# Dataset items

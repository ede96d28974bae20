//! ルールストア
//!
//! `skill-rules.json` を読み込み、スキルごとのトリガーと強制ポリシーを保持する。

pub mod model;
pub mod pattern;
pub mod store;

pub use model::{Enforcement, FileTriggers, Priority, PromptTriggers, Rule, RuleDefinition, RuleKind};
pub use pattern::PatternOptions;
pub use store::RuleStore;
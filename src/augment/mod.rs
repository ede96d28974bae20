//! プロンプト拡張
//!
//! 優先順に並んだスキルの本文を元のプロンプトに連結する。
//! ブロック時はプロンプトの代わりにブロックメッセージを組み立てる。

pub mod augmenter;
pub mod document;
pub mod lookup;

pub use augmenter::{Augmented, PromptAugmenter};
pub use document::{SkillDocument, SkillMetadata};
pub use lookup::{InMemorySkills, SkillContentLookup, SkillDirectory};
...
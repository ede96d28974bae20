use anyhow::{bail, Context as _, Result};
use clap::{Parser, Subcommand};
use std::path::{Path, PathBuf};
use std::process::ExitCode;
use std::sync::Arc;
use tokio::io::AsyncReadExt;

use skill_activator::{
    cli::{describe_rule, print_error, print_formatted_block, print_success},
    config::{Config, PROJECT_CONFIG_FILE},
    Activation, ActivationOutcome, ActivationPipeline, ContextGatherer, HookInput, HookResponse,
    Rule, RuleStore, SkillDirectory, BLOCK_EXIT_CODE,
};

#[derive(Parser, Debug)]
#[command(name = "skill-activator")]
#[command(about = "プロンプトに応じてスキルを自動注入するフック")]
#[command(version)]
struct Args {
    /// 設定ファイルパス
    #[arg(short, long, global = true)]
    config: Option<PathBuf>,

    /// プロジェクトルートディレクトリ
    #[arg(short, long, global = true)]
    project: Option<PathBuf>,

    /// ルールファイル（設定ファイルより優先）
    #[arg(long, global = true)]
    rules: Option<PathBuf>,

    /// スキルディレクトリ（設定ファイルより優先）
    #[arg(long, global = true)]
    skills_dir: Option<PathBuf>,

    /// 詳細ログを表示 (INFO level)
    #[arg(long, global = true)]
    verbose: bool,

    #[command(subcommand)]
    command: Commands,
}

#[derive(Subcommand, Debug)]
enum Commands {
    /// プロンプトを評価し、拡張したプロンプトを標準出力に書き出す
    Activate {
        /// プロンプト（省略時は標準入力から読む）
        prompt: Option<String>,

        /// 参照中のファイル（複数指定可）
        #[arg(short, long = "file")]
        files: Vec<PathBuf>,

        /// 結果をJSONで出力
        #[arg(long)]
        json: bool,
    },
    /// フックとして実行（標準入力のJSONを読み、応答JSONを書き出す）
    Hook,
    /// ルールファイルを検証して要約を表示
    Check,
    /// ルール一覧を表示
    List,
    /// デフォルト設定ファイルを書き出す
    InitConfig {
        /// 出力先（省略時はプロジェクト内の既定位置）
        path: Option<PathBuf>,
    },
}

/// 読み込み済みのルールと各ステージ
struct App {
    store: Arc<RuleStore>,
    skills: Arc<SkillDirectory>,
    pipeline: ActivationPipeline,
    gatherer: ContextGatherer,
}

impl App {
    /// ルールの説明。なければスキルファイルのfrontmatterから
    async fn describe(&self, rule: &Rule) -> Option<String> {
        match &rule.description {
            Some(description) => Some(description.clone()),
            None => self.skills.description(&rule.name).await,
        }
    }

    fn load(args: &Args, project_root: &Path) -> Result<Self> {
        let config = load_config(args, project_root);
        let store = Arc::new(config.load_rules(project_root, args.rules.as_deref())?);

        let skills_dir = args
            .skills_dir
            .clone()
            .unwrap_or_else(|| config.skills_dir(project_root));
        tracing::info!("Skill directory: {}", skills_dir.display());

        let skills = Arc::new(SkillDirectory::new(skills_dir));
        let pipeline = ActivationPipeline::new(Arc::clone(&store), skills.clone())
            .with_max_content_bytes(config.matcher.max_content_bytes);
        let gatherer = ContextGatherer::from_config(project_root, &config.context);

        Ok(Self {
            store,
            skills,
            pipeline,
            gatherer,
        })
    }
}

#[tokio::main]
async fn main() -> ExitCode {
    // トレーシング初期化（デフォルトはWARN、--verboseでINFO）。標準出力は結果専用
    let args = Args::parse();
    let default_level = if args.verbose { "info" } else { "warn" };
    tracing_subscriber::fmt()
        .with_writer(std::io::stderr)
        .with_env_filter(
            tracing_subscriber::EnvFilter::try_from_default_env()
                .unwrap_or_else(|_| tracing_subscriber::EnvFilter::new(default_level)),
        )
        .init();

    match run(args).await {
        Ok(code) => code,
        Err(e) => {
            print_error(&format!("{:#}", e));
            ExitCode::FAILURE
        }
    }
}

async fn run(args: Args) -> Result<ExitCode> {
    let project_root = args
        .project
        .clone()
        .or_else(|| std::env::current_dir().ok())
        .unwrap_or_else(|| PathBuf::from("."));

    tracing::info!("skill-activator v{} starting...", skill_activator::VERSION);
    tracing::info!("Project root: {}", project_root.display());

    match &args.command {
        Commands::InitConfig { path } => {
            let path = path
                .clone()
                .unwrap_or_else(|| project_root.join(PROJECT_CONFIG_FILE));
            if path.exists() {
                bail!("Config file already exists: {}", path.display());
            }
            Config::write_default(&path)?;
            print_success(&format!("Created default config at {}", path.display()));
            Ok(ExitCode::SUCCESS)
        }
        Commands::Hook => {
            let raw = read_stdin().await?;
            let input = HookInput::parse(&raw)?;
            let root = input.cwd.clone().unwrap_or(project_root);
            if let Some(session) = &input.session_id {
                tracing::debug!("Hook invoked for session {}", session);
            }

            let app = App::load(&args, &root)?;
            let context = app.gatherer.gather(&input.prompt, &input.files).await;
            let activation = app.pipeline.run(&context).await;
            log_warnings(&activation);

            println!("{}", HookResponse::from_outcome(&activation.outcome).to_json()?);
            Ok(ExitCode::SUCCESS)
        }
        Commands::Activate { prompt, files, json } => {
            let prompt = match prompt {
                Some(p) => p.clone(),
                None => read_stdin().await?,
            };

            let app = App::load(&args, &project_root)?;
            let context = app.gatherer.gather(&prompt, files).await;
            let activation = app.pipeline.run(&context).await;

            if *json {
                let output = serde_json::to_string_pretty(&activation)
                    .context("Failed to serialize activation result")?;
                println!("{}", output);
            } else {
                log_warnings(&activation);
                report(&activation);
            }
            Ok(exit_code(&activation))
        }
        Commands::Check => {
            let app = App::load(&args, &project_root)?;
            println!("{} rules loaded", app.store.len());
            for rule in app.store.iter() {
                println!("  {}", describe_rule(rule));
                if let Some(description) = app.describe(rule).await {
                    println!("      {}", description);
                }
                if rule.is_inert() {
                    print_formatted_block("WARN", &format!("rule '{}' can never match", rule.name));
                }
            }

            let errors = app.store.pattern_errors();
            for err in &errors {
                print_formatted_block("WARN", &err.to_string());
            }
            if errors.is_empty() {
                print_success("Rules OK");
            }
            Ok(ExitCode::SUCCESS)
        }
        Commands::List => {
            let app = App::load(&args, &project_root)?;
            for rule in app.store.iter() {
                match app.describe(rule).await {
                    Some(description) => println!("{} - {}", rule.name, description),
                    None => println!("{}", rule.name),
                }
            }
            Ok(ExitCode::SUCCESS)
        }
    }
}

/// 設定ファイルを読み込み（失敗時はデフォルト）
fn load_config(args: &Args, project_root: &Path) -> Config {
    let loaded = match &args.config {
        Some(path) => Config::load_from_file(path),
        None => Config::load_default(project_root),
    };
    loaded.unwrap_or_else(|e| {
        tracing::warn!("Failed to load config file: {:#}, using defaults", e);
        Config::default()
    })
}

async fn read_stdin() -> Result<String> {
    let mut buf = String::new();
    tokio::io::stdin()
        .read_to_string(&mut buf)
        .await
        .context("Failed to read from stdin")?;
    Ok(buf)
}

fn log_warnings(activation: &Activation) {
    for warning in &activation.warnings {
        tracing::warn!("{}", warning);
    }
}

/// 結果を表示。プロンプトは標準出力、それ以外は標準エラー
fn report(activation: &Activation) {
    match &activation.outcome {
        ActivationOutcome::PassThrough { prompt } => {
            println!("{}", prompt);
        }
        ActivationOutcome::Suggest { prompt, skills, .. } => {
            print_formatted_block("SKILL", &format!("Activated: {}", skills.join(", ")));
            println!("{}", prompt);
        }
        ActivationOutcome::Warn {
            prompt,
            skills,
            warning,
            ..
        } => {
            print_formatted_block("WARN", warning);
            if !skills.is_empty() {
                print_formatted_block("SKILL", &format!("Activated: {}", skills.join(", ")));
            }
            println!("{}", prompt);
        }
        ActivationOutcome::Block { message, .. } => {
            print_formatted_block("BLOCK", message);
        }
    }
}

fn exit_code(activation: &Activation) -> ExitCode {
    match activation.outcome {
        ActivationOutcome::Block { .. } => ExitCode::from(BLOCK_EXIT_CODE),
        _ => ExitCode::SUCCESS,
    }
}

# What is required
Only one number is expected: the count of lines in the entries holding the string "PathBuf".

# Output of the exercise
8